=== Dataset entries ===
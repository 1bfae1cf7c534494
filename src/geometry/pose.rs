//! Rigid poses and bounds

use super::vector::{Quat, Vec3};
use serde::{Deserialize, Serialize};

/// Position + orientation
#[derive(Debug, Clone, Copy, PartialEq, Default, Serialize, Deserialize)]
pub struct Pose {
    pub position: Vec3,
    pub rotation: Quat,
}

impl Pose {
    pub const IDENTITY: Pose = Pose {
        position: Vec3::ZERO,
        rotation: Quat::IDENTITY,
    };

    pub fn new(position: Vec3, rotation: Quat) -> Self {
        Self { position, rotation }
    }

    /// Pose at `position` with no rotation.
    pub fn at(position: Vec3) -> Self {
        Self::new(position, Quat::IDENTITY)
    }

    /// Map a point from this pose's local space into the parent space.
    pub fn transform_point(&self, local: Vec3) -> Vec3 {
        self.position + self.rotation.rotate(local)
    }

    /// `self * local`: the parent-space pose of a child expressed in `self`.
    pub fn compose(&self, local: &Pose) -> Pose {
        Pose {
            position: self.transform_point(local.position),
            rotation: (self.rotation * local.rotation).normalized(),
        }
    }

    pub fn inverse(&self) -> Pose {
        let rotation = self.rotation.inverse();
        Pose {
            position: rotation.rotate(-self.position),
            rotation,
        }
    }

    /// This pose expressed in the local space of `parent`.
    pub fn relative_to(&self, parent: &Pose) -> Pose {
        parent.inverse().compose(self)
    }

    pub fn yaw_degrees(&self) -> f32 {
        self.rotation.yaw_degrees()
    }
}

/// Axis-aligned bounding box
#[derive(Debug, Clone, Copy, PartialEq, Serialize, Deserialize)]
pub struct Aabb {
    pub min: Vec3,
    pub max: Vec3,
}

impl Aabb {
    pub fn new(min: Vec3, max: Vec3) -> Self {
        Self {
            min: min.min(max),
            max: min.max(max),
        }
    }

    pub fn from_center_size(center: Vec3, size: Vec3) -> Self {
        let half = size * 0.5;
        Self::new(center - half, center + half)
    }

    /// Smallest box containing both.
    pub fn encapsulate(&self, other: &Aabb) -> Aabb {
        Aabb {
            min: self.min.min(other.min),
            max: self.max.max(other.max),
        }
    }

    /// Union of all boxes, `None` when empty.
    pub fn union_all<'a, I>(boxes: I) -> Option<Aabb>
    where
        I: IntoIterator<Item = &'a Aabb>,
    {
        boxes
            .into_iter()
            .fold(None, |acc: Option<Aabb>, b| match acc {
                Some(a) => Some(a.encapsulate(b)),
                None => Some(*b),
            })
    }
}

=== Work required ===
The lines above that hold the word "expressed" need counting; write the count and nothing more.

=== Response area ===
2